Lev Vygotsky, born in 1896, was a Soviet Psychologist who could be credited for his research in the field of child development and cognitive development. Vygotsky was a firm believer that through social interaction, one could develop the cognitive abilities of a child. This became the gist of Vygotsky’s social development theory. Speaking in simpler terms, Vygotsky was a firm advocate of social interaction and its impact on child development. This is the reasons why the preschools in Delhi NCR have adopted his theory. Gone are the days when the child’s education was considered a simple affair. The curriculums of all major schools have witnessed significant changes. Child development is not based on only one factor and it requires understanding of wider concepts like the impact on cognitive functions.

Features

  • A child can easily learn from his parents how their culture is formed through informal or formal modes of communication. Simply speaking, a child inherits the qualities of his/her parents.
  • A child, under the guidance of a trained individual, can perform complex tasks. This brews from the fact if a child is guided and trained, he/she will be able to portray himself easily.
  • Through play, a child can stretch itself cognitively. For instance, children can underplay roles, which in normal conditions they may or may not find doable.
  • The more you challenge a child, more they will respond cognitively. This stems from the fact that children start as clean slates. They are like a clay that can be moulded infinitely.
  • Speech and language development are important pillars of Vygotsky’s theory. His work is based on these two pillars of child education. Speech, considered merely a means of communication, can be used as an important tool of thinking. Consider this as an example. A teacher XYZ conducts a poem recital activity in his classroom. By doing this, he is making his pupil recite the poem repeatedly. To an outsider this may sound as an obsolete activity. Under Vygotsky’s theory, this is called as the theory of language development.
  • Adults are a crucial cog in their child’s cognitive development. They can transmit their culture and values to their children.
  • Vygotsky also believed that a child’s curiosity is unmatched. It can be exploited positively to encourage them to participate in cognitive activities.
  • As per Vygotsky, private speech is not confined to a child’s activity. It acts as tools that can be used by the developing child fast track the cognitive processes. It helps a child in overcoming task obstacles, enhancing imagination, thinking, and conscious awareness.
  • A child who is raised in a cognitive and linguistic environment start using and internalizing private speech faster than children who are less privileged. Indeed, those taught in environments categorised by low verbal and social exchanges display intervals in private speech development.

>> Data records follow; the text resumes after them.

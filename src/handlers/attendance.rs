use actix_web::{HttpResponse, web};
use chrono::NaiveDate;
use serde::Deserialize;

use crate::AppState;
use crate::error::AppError;
use crate::handlers::shared::ApiResponse;
use crate::services::Claims;

#[derive(Debug, Deserialize)]
#[serde(rename_all = "camelCase")]
pub struct AttendanceQuery {
    /// Defaults to the caller.
    pub account: Option<String>,
    pub from: NaiveDate,
    pub to: NaiveDate,
}

pub async fn get_attendance(
    claims: Claims,
    state: web::Data<AppState>,
    query: web::Query<AttendanceQuery>,
) -> Result<HttpResponse, AppError> {
    let query = query.into_inner();
    let days = match query.account.as_deref() {
        Some(account) => {
            state
                .attendance_service
                .get_attendance_by_account(account, query.from, query.to)
                .await?
        }
        None => {
            state
                .attendance_service
                .get_attendance(claims.user_id(), query.from, query.to)
                .await?
        }
    };

    Ok(HttpResponse::Ok().json(ApiResponse::success(days)))
}
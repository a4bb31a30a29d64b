use chrono::Utc;
use sqlx::SqliteConnection;
use uuid::Uuid;

use crate::database::models::{Device, User, UserInput};

pub async fn create_user(
    conn: &mut SqliteConnection,
    input: UserInput,
) -> Result<User, sqlx::Error> {
    let user = sqlx::query_as::<_, User>(
        r#"
            INSERT INTO
                users (id, account, name, default_work_pattern_id, created_at)
            VALUES
                (?, ?, ?, ?, ?)
            RETURNING
                id,
                account,
                name,
                default_work_pattern_id,
                created_at
        "#,
    )
    .bind(Uuid::new_v4())
    .bind(input.account)
    .bind(input.name)
    .bind(input.default_work_pattern_id)
    .bind(Utc::now())
    .fetch_one(conn)
    .await?;

    Ok(user)
}

pub async fn find_by_id(
    conn: &mut SqliteConnection,
    id: Uuid,
) -> Result<Option<User>, sqlx::Error> {
    sqlx::query_as::<_, User>(
        r#"
            SELECT
                id,
                account,
                name,
                default_work_pattern_id,
                created_at
            FROM
                users
            WHERE
                id = ?
        "#,
    )
    .bind(id)
    .fetch_optional(conn)
    .await
}

pub async fn find_by_account(
    conn: &mut SqliteConnection,
    account: &str,
) -> Result<Option<User>, sqlx::Error> {
    sqlx::query_as::<_, User>(
        r#"
            SELECT
                id,
                account,
                name,
                default_work_pattern_id,
                created_at
            FROM
                users
            WHERE
                account = ?
        "#,
    )
    .bind(account)
    .fetch_optional(conn)
    .await
}

pub async fn create_device(
    conn: &mut SqliteConnection,
    account: &str,
    name: &str,
) -> Result<Device, sqlx::Error> {
    sqlx::query_as::<_, Device>(
        r#"
            INSERT INTO
                devices (id, account, name, created_at)
            VALUES
                (?, ?, ?, ?)
            RETURNING
                id,
                account,
                name,
                created_at
        "#,
    )
    .bind(Uuid::new_v4())
    .bind(account)
    .bind(name)
    .bind(Utc::now())
    .fetch_one(conn)
    .await
}

pub async fn find_device_by_account(
    conn: &mut SqliteConnection,
    account: &str,
) -> Result<Option<Device>, sqlx::Error> {
    sqlx::query_as::<_, Device>(
        r#"
            SELECT
                id,
                account,
                name,
                created_at
            FROM
                devices
            WHERE
                account = ?
        "#,
    )
    .bind(account)
    .fetch_optional(conn)
    .await
}
pub mod approval;
pub mod attendance;
pub mod auth;
pub mod posting;
pub mod projection;
pub mod records;

pub use approval::ApprovalService;
pub use attendance::{AttendanceService, DailyAttendance};
pub use auth::Claims;
pub use posting::PostingDispatcher;
pub use projection::ScheduleService;
pub use records::{RecordService, RecordTypeRegistry};
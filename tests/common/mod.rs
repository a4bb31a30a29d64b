#![allow(dead_code)]

use anyhow::Result;
use chrono::{Duration, NaiveDate, NaiveDateTime, NaiveTime, Utc};
use fake::{Fake, faker::name::en::Name};
use jsonwebtoken::{EncodingKey, Header, encode};
use sqlx::SqlitePool;
use tempfile::TempDir;
use uuid::Uuid;

use attendance::config::Config;
use attendance::database::init_database;
use attendance::database::models::*;
use attendance::database::repositories::{
    schedule as schedule_repo, user as user_repo, work_pattern as work_pattern_repo,
};
use attendance::handlers::shared::ApiResponse;
use attendance::services::{Claims, RecordTypeRegistry};
use attendance::AppState;

pub fn setup_test_env() {
    let _ = env_logger::builder().is_test(true).try_init();
}

pub fn test_config(database_url: &str) -> Config {
    Config {
        database_url: database_url.to_string(),
        database_max_connections: 8,
        jwt_secret: "test-jwt-secret-key-that-is-long-enough".to_string(),
        host: "127.0.0.1".to_string(),
        port: 0,
        environment: "test".to_string(),
        client_base_url: "http://localhost:3000".to_string(),
        rounding_minutes: 0,
    }
}

/// A migrated SQLite database in a temp dir plus the wired services.
pub struct TestContext {
    pub pool: SqlitePool,
    pub config: Config,
    pub state: AppState,
    _temp_dir: TempDir,
}

impl TestContext {
    pub async fn new() -> Result<Self> {
        Self::with_rounding(0).await
    }

    pub async fn with_rounding(rounding_minutes: u32) -> Result<Self> {
        let temp_dir = TempDir::new()?;
        let database_url = format!("sqlite:{}/test.db", temp_dir.path().display());
        let mut config = test_config(&database_url);
        config.rounding_minutes = rounding_minutes;

        let pool = init_database(&config.database_url, config.database_max_connections).await?;
        let state = AppState::new(pool.clone(), &config).await?;

        Ok(TestContext {
            pool,
            config,
            state,
            _temp_dir: temp_dir,
        })
    }

    /// Fresh state over the same pool with a hand-built registry.
    pub fn state_with_registry(&self, registry: RecordTypeRegistry) -> AppState {
        AppState::with_registry(self.pool.clone(), &self.config, registry)
    }

    pub async fn create_pattern(
        &self,
        name: &str,
        start: (u32, u32),
        end: (u32, u32),
    ) -> WorkPattern {
        let mut conn = self.pool.acquire().await.expect("Failed to acquire connection");
        work_pattern_repo::create_work_pattern(
            &mut conn,
            WorkPatternInput {
                name: name.to_string(),
                start_time: NaiveTime::from_hms_opt(start.0, start.1, 0).unwrap(),
                end_time: NaiveTime::from_hms_opt(end.0, end.1, 0).unwrap(),
                break_minutes: 60,
            },
        )
        .await
        .expect("Failed to create work pattern")
    }

    pub async fn create_user(&self, default_work_pattern_id: Option<Uuid>) -> User {
        let name: String = Name().fake();
        let account = format!("user-{}", Uuid::new_v4().simple());

        let mut conn = self.pool.acquire().await.expect("Failed to acquire connection");
        user_repo::create_user(
            &mut conn,
            UserInput {
                account,
                name,
                default_work_pattern_id,
            },
        )
        .await
        .expect("Failed to create user")
    }

    pub async fn create_device(&self, account: &str) -> Device {
        let mut conn = self.pool.acquire().await.expect("Failed to acquire connection");
        user_repo::create_device(&mut conn, account, "Front door terminal")
            .await
            .expect("Failed to create device")
    }

    pub async fn add_holiday(&self, date: NaiveDate, name: &str) {
        let mut conn = self.pool.acquire().await.expect("Failed to acquire connection");
        schedule_repo::add_holiday(&mut conn, date, name)
            .await
            .expect("Failed to add holiday");
    }

    pub async fn create_route(&self, input: ApprovalRouteInput) -> ApprovalRoute {
        self.state
            .approval_service
            .create_route(input)
            .await
            .expect("Failed to create route")
    }

    pub fn token_for(&self, user: &User) -> String {
        let claims = Claims {
            sub: user.id,
            account: user.account.clone(),
            exp: (Utc::now() + Duration::hours(1)).timestamp() as usize,
        };

        encode(
            &Header::default(),
            &claims,
            &EncodingKey::from_secret(self.config.jwt_secret.as_ref()),
        )
        .expect("Failed to encode token")
    }

    pub async fn count(&self, table: &str) -> i64 {
        let query = format!("SELECT COUNT(*) FROM {}", table);
        sqlx::query_scalar::<_, i64>(&query)
            .fetch_one(&self.pool)
            .await
            .expect("Failed to count rows")
    }

    pub async fn schedules_for(
        &self,
        user_id: Uuid,
        from: NaiveDate,
        to: NaiveDate,
    ) -> Vec<Schedule> {
        let mut conn = self.pool.acquire().await.expect("Failed to acquire connection");
        schedule_repo::schedules_in_range(&mut conn, user_id, from, to)
            .await
            .expect("Failed to load schedules")
    }

    pub async fn calendars_for(
        &self,
        user_id: Uuid,
        from: NaiveDate,
        to: NaiveDate,
    ) -> Vec<UserWorkPatternCalendar> {
        let mut conn = self.pool.acquire().await.expect("Failed to acquire connection");
        schedule_repo::calendars_in_range(&mut conn, user_id, from, to)
            .await
            .expect("Failed to load calendars")
    }
}

pub fn date(y: i32, m: u32, d: u32) -> NaiveDate {
    NaiveDate::from_ymd_opt(y, m, d).unwrap()
}

pub fn at(date: NaiveDate, h: u32, m: u32) -> NaiveDateTime {
    date.and_hms_opt(h, m, 0).unwrap()
}

pub fn apply_input(route_name: &str, from: NaiveDateTime, to: Option<NaiveDateTime>) -> ApplyInput {
    ApplyInput {
        target_account: None,
        date_time_from: from,
        date_time_to: to,
        date_related: None,
        reason: Some("Family matters".to_string()),
        contact: None,
        route_name: route_name.to_string(),
        work_pattern_name: None,
        options: Vec::new(),
    }
}

pub fn option(option_type: &str, option_value: &str) -> ApplyOptionInput {
    ApplyOptionInput {
        option_type: option_type.to_string(),
        option_value: option_value.to_string(),
    }
}

pub fn assert_success_response<T>(body: &[u8]) -> T
where
    T: serde::de::DeserializeOwned,
{
    let response: ApiResponse<T> =
        serde_json::from_slice(body).expect("Failed to parse JSON response");

    assert!(
        response.success,
        "Expected successful response but got error: {:?}",
        response.message
    );
    response.data.expect("Expected data in successful response")
}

Sadly, Vygotsky’s Theory has not received the same level of scrutiny and importance as received by Montessori’s work. That said, lately, preschools have adopted this theory with the open arms, as its impact on the child development is crucial. Perhaps the chief disparagement of Vygotsky’s Theory concerns the assumption that it is relevant to all cultures. Rogoff, another child development scientist, dismisses Vygotsky’s ideas as culturally universal and instead states the concept of scaffolding – which is heavily dependent on verbal instruction – may not be equally useful in all cultures for all types of learning. Certainly, in some examples opinion and preparation may be effective ways of learning certain skills.